Lateral brow incision permits a Dingman approach, which provides the strongest rotary force on the ZMC fracture segment from the caudal direction in the vertical axis. The present study used only Keen's approach, involving a dual-top screw for restoration in severe displacement or impaction. Dual-top screws are useful especially in cases where the fractured fragment is displaced downward and rotated inward without excessive reduction force [41, 43]. As it is unnecessary to expose the buttress widely or to separate zygomatic segments from soft tissue and muscle in this procedure, the rate of soft tissue complications including cheek drooping is low.

Other methods to overcome the inadequate vector for reduction of the zygoma are Kirschner's wire [44, 45] and T-bar screw [15, 46] traction.

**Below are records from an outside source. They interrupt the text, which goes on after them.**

//! Runtime configuration for kv-prefix-cache.
//!
//! Configuration can be loaded from a JSON file or constructed
//! programmatically. All knobs are validated at construction time:
//! an invalid `block_size` or `max_blocks` fails fast instead of
//! surfacing as a corrupt slot mapping later.

use serde::{Deserialize, Serialize};

use crate::error::{CacheError, Result};

/// Which block to reclaim when the cache is at capacity and a new
/// block is needed. Only freeable blocks (`ref_count == 0` and not
/// pinned) are ever candidates.
#[derive(Debug, Clone, Copy, PartialEq, Eq, Serialize, Deserialize)]
#[serde(rename_all = "lowercase")]
pub enum EvictionPolicy {
    /// Least recently used; ties broken by insertion order.
    Lru,
    /// Least frequently used; ties broken by first encountered.
    Lfu,
    /// Oldest inserted.
    Fifo,
    /// Simplified ARC: among the 10 least-recently-used candidates,
    /// pick the lowest access frequency.
    Arc,
}

impl std::fmt::Display for EvictionPolicy {
    fn fmt(&self, f: &mut std::fmt::Formatter<'_>) -> std::fmt::Result {
        match self {
            EvictionPolicy::Lru => write!(f, "lru"),
            EvictionPolicy::Lfu => write!(f, "lfu"),
            EvictionPolicy::Fifo => write!(f, "fifo"),
            EvictionPolicy::Arc => write!(f, "arc"),
        }
    }
}

/// Algorithm used to hash a full token chunk into a block content hash.
#[derive(Debug, Clone, Copy, PartialEq, Eq, Serialize, Deserialize)]
#[serde(rename_all = "lowercase")]
pub enum HashAlgorithm {
    /// Non-cryptographic 64-bit hash (default). Full 16-hex-digit digest.
    Fast64,
    /// SHA-256, hex digest truncated to 16 characters.
    Sha256,
    /// MD5, hex digest truncated to 16 characters.
    Md5,
}

/// Prefix cache settings.
#[derive(Debug, Clone, Serialize, Deserialize)]
pub struct PrefixCacheConfig {
    /// Tokens per block. Only full `block_size` chunks participate in
    /// content addressing.
    pub block_size: usize,

    /// Total number of physical blocks. The cache never exceeds this.
    pub max_blocks: usize,

    /// Eviction policy applied under capacity pressure.
    pub eviction_policy: EvictionPolicy,

    /// Whether identical chunks may share a block across requests.
    pub enable_sharing: bool,

    /// Pin a block once a hit proves it backs a common prefix
    /// (its ref_count reaches 2).
    pub pin_common_prefixes: bool,

    /// Content hash algorithm.
    pub hash_algorithm: HashAlgorithm,
}

impl Default for PrefixCacheConfig {
    fn default() -> Self {
        Self {
            block_size: 16,
            max_blocks: 1024,
            eviction_policy: EvictionPolicy::Lru,
            enable_sharing: true,
            pin_common_prefixes: false,
            hash_algorithm: HashAlgorithm::Fast64,
        }
    }
}

impl PrefixCacheConfig {
    /// Validate the configuration, rejecting values that would corrupt
    /// slot arithmetic or make the cache unusable.
    pub fn validate(&self) -> Result<()> {
        if self.block_size == 0 {
            return Err(CacheError::Configuration(
                "block_size must be positive".to_string(),
            ));
        }
        if self.max_blocks == 0 {
            return Err(CacheError::Configuration(
                "max_blocks must be positive".to_string(),
            ));
        }
        Ok(())
    }

    /// Load configuration from a JSON file, falling back to defaults if
    /// the file does not exist.
    pub fn load(path: &std::path::Path) -> anyhow::Result<Self> {
        let config = if path.exists() {
            let data = std::fs::read_to_string(path)?;
            serde_json::from_str(&data)?
        } else {
            tracing::warn!("Config file not found at {:?}, using defaults", path);
            Self::default()
        };
        config.validate()?;
        Ok(config)
    }
}

/// Per-model attention parameters. Immutable once constructed.
#[derive(Debug, Clone, Serialize, Deserialize)]
pub struct AttentionConfig {
    /// Dimension of each attention head.
    pub head_size: usize,

    /// Number of query heads.
    pub num_heads: usize,

    /// Number of KV heads (GQA/MQA). Defaults to `num_heads`.
    pub num_kv_heads: usize,

    /// Tokens per KV block.
    pub block_size: usize,

    /// Softmax scale. Defaults to `1/sqrt(head_size)`.
    pub scale: f32,

    /// Optional sliding window: a query may not attend to keys more
    /// than this many positions behind it.
    pub sliding_window: Option<usize>,
}

impl AttentionConfig {
    /// Default tokens per block when not overridden.
    pub const DEFAULT_BLOCK_SIZE: usize = 16;

    /// Build a config with defaults for `num_kv_heads`, `block_size`,
    /// and `scale`. Fields are public; call [`validate`](Self::validate)
    /// again after adjusting them.
    pub fn new(head_size: usize, num_heads: usize) -> Result<Self> {
        let config = Self {
            head_size,
            num_heads,
            num_kv_heads: num_heads,
            block_size: Self::DEFAULT_BLOCK_SIZE,
            scale: 1.0 / (head_size as f32).sqrt(),
            sliding_window: None,
        };
        config.validate()?;
        Ok(config)
    }

    /// Validate head geometry and block size.
    pub fn validate(&self) -> Result<()> {
        if self.head_size == 0 {
            return Err(CacheError::Configuration(
                "head_size must be positive".to_string(),
            ));
        }
        if self.num_heads == 0 || self.num_kv_heads == 0 {
            return Err(CacheError::Configuration(
                "num_heads and num_kv_heads must be positive".to_string(),
            ));
        }
        if self.num_heads % self.num_kv_heads != 0 {
            return Err(CacheError::Configuration(format!(
                "num_heads ({}) must be divisible by num_kv_heads ({})",
                self.num_heads, self.num_kv_heads
            )));
        }
        if self.block_size == 0 {
            return Err(CacheError::Configuration(
                "block_size must be positive".to_string(),
            ));
        }
        Ok(())
    }

    /// How many query heads share each KV head.
    pub fn num_queries_per_kv(&self) -> usize {
        self.num_heads / self.num_kv_heads
    }

    /// Flattened KV row width: `num_kv_heads * head_size`.
    pub fn kv_dim(&self) -> usize {
        self.num_kv_heads * self.head_size
    }
}

#[cfg(test)]
mod tests {
    use super::*;

    #[test]
    fn test_default_prefix_config_is_valid() {
        let cfg = PrefixCacheConfig::default();
        assert!(cfg.validate().is_ok());
        assert_eq!(cfg.block_size, 16);
        assert_eq!(cfg.eviction_policy, EvictionPolicy::Lru);
    }

    #[test]
    fn test_zero_block_size_rejected() {
        let cfg = PrefixCacheConfig {
            block_size: 0,
            ..Default::default()
        };
        assert!(matches!(cfg.validate(), Err(CacheError::Configuration(_))));
    }

    #[test]
    fn test_zero_max_blocks_rejected() {
        let cfg = PrefixCacheConfig {
            max_blocks: 0,
            ..Default::default()
        };
        assert!(cfg.validate().is_err());
    }

    #[test]
    fn test_attention_defaults() {
        let cfg = AttentionConfig::new(128, 32).unwrap();
        assert_eq!(cfg.num_kv_heads, 32);
        assert_eq!(cfg.block_size, 16);
        assert!((cfg.scale - 1.0 / (128.0f32).sqrt()).abs() < 1e-7);
        assert_eq!(cfg.num_queries_per_kv(), 1);
    }

    #[test]
    fn test_gqa_geometry() {
        let mut cfg = AttentionConfig::new(64, 32).unwrap();
        cfg.num_kv_heads = 8;
        cfg.validate().unwrap();
        assert_eq!(cfg.num_queries_per_kv(), 4);
        assert_eq!(cfg.kv_dim(), 512);
    }

    #[test]
    fn test_indivisible_heads_rejected() {
        let mut cfg = AttentionConfig::new(64, 10).unwrap();
        cfg.num_kv_heads = 3;
        assert!(cfg.validate().is_err());
    }

    #[test]
    fn test_policy_serde_lowercase() {
        let json = serde_json::to_string(&EvictionPolicy::Arc).unwrap();
        assert_eq!(json, "\"arc\"");
        let algo: HashAlgorithm = serde_json::from_str("\"sha256\"").unwrap();
        assert_eq!(algo, HashAlgorithm::Sha256);
    }
}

Both methods allow precise three-dimensional manipulation of a fractured segment, after which reduction is controllable in any vector and direction can involve an elevator via Keen's approach.

The limitations of the present study are that it is not a randomized controlled trial, but the retrospective study. And the exact measurement point of zygomatic redirection cannot be defined. Also, the number of participating patients was small.

5. Conclusion

Altered two-point fixation of zygomaticomaxillary complex fracture, excluding an incision approaching the ZF, provides surgical efficacy. The method presents the same surgical outcomes as traditional three-point fixation. However, because altered two-point fixation includes one less incision, it requires less operation time and reduces the noticeable scar and complications of a palpable and exposed plate via the skin.

Data Availability

The data from CT measurement used to support the findings of this study are available from the corresponding author upon request.

Conflicts of Interest

The authors declare that there are no conflicts of interest regarding the publication of this paper.